When Russians went to the polls on July 1 to vote for a package of constitutional reforms, coverage focused on the amendments that would allow Vladimir Putin to reset his term limits and remain in office until 2036. Most observers agreed that this was the true objective of the exercise, with additional changes serving as mere window dressing to disguise what was effectively a constitutional coup.
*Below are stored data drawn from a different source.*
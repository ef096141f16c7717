use rusqlite::Connection;
use rusqlite::types::Value;
use tracing::info;

use crate::config::PipelineConfig;
use crate::derive::{DerivedTeamGame, derive_team_games};
use crate::error::{PipelineError, Result};
use crate::franchise::{normalize_player_logs, normalize_team_games};
use crate::loader;
use crate::matchup::{MatchupRecord, Perspective, build_matchups};
use crate::player::{PlayerGameRecord, TeamGameFeatures, aggregate_players, merge_player_features};
use crate::store::{self, WriteMode};
use crate::window::{WindowSet, build_windows, sort_chronologically};

#[derive(Debug, Clone, Copy, PartialEq, Eq, Default)]
pub enum OutputKind {
    TeamBoxscores,
    PlayerBoxscores,
    AggBoxscores,
    #[default]
    MatchupBoxscores,
}

impl OutputKind {
    pub fn parse(raw: &str) -> Option<Self> {
        match raw.trim().to_ascii_lowercase().as_str() {
            "team_boxscores" | "team" => Some(Self::TeamBoxscores),
            "player_boxscores" | "player" => Some(Self::PlayerBoxscores),
            "agg_boxscores" | "agg" => Some(Self::AggBoxscores),
            "matchup_boxscores" | "matchup" => Some(Self::MatchupBoxscores),
            _ => None,
        }
    }

    pub fn default_table(self) -> &'static str {
        match self {
            OutputKind::TeamBoxscores => "team_features",
            OutputKind::PlayerBoxscores => "player_features",
            OutputKind::AggBoxscores => "team_player_features",
            OutputKind::MatchupBoxscores => "matchup_features",
        }
    }

    fn needs_players(self) -> bool {
        matches!(self, OutputKind::PlayerBoxscores | OutputKind::AggBoxscores)
    }
}

#[derive(Debug, Clone, Default)]
pub struct TransformOutput {
    pub team_games: Vec<DerivedTeamGame>,
    pub matchups: Vec<MatchupRecord>,
    pub players: Vec<PlayerGameRecord>,
    pub features: Vec<TeamGameFeatures>,
}

pub fn run(conn: &Connection, cfg: &PipelineConfig) -> Result<TransformOutput> {
    cfg.validate()?;
    let joined = loader::load_team_games(conn, cfg.seasons)?;
    let normalized = normalize_team_games(joined);
    if normalized.is_empty() {
        return Err(PipelineError::EmptyResult(
            "every team row was dropped by normalization".to_string(),
        ));
    }
    let mut team_games = derive_team_games(&normalized, cfg.truncation)?;
    sort_chronologically(&mut team_games);

    let mut out = TransformOutput::default();
    if cfg.output == OutputKind::MatchupBoxscores {
        out.matchups = build_matchups(&team_games, cfg.perspective, cfg.perspective.filter())?;
    }
    if cfg.output.needs_players() {
        let players = normalize_player_logs(loader::load_player_logs(conn, cfg.seasons)?);
        if cfg.output == OutputKind::AggBoxscores {
            let aggregates = aggregate_players(&players);
            out.features = merge_player_features(&team_games, &aggregates)?;
        }
        out.players = players;
    }
    out.team_games = team_games;

    info!(
        output = ?cfg.output,
        team_games = out.team_games.len(),
        matchups = out.matchups.len(),
        players = out.players.len(),
        features = out.features.len(),
        "transform finished"
    );
    Ok(out)
}

fn to_strings<S: AsRef<str>>(columns: Vec<S>) -> Vec<String> {
    columns.into_iter().map(|c| c.as_ref().to_string()).collect()
}

pub fn output_rows(
    output: &TransformOutput,
    kind: OutputKind,
    perspective: Perspective,
) -> (Vec<String>, Vec<Vec<Value>>) {
    match kind {
        OutputKind::TeamBoxscores => (
            to_strings(DerivedTeamGame::sql_columns()),
            output.team_games.iter().map(DerivedTeamGame::sql_values).collect(),
        ),
        OutputKind::PlayerBoxscores => (
            to_strings(PlayerGameRecord::sql_columns()),
            output.players.iter().map(PlayerGameRecord::sql_values).collect(),
        ),
        OutputKind::AggBoxscores => (
            TeamGameFeatures::sql_columns(),
            output.features.iter().map(TeamGameFeatures::sql_values).collect(),
        ),
        OutputKind::MatchupBoxscores => (
            MatchupRecord::sql_columns(perspective),
            output.matchups.iter().map(MatchupRecord::sql_values).collect(),
        ),
    }
}

pub fn persist(
    conn: &mut Connection,
    output: &TransformOutput,
    kind: OutputKind,
    perspective: Perspective,
    table: &str,
    mode: WriteMode,
) -> Result<usize> {
    let (columns, rows) = output_rows(output, kind, perspective);
    store::write_table(conn, table, &columns, &rows, mode)
}

pub fn build_windows_for(output: &TransformOutput, cfg: &PipelineConfig) -> Result<WindowSet> {
    match cfg.output {
        OutputKind::TeamBoxscores => build_windows(&output.team_games, cfg.window_len, cfg.window_scope),
        OutputKind::AggBoxscores => build_windows(&output.features, cfg.window_len, cfg.window_scope),
        OutputKind::MatchupBoxscores => build_windows(&output.matchups, cfg.window_len, cfg.window_scope),
        OutputKind::PlayerBoxscores => Err(PipelineError::InvalidConfig(
            "player box scores are not windowed; use agg_boxscores".to_string(),
        )),
    }
}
It is hard to argue with such conclusions. Proposed populist revisions such as a ban on same-sex marriage and protection for Kremlin-approved versions of history clearly pandered to nationalist sentiment and were used to drum up public support for the new-look constitution. However, the package also contained some far more substantial amendments with particularly ominous implications for Putin’s future domestic and foreign policies.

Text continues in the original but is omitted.